> **What the exercise asks**:
Report all lines of the data below that hold the word "startup".

> **Data records**:
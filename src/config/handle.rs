//! Global config handle.
//!
//! Uses `arc-swap` for lock-free reads from the request loop and the rayon
//! workers. The config is published once at startup by `main`.
//!
//! # Usage
//!
//! ```ignore
//! use crate::config::cfg;
//!
//! let c = cfg();
//! build_site(&c)?;  // Arc auto-derefs to &SiteConfig
//! ```

use super::SiteConfig;
use arc_swap::ArcSwap;
use std::sync::{Arc, LazyLock};

/// Global config storage, initialized with defaults until `init_config`.
pub static CONFIG: LazyLock<ArcSwap<SiteConfig>> =
    LazyLock::new(|| ArcSwap::from_pointee(SiteConfig::default()));

/// Get current config as `Arc<SiteConfig>`. Wait-free.
#[inline]
pub fn cfg() -> Arc<SiteConfig> {
    CONFIG.load_full()
}

/// Publish the loaded config (called once at startup).
#[inline]
pub fn init_config(config: SiteConfig) {
    CONFIG.store(Arc::new(config));
}

#[cfg(test)]
mod tests {
    use super::*;

    #[test]
    fn test_init_config_replaces_default() {
        let mut config = SiteConfig::default();
        config.site.name = "Published".into();
        init_config(config);

        assert_eq!(cfg().site.name, "Published");
    }
}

> **Result of the exercise**:
//! workers. The config is published once at startup by `main`.
/// Publish the loaded config (called once at startup).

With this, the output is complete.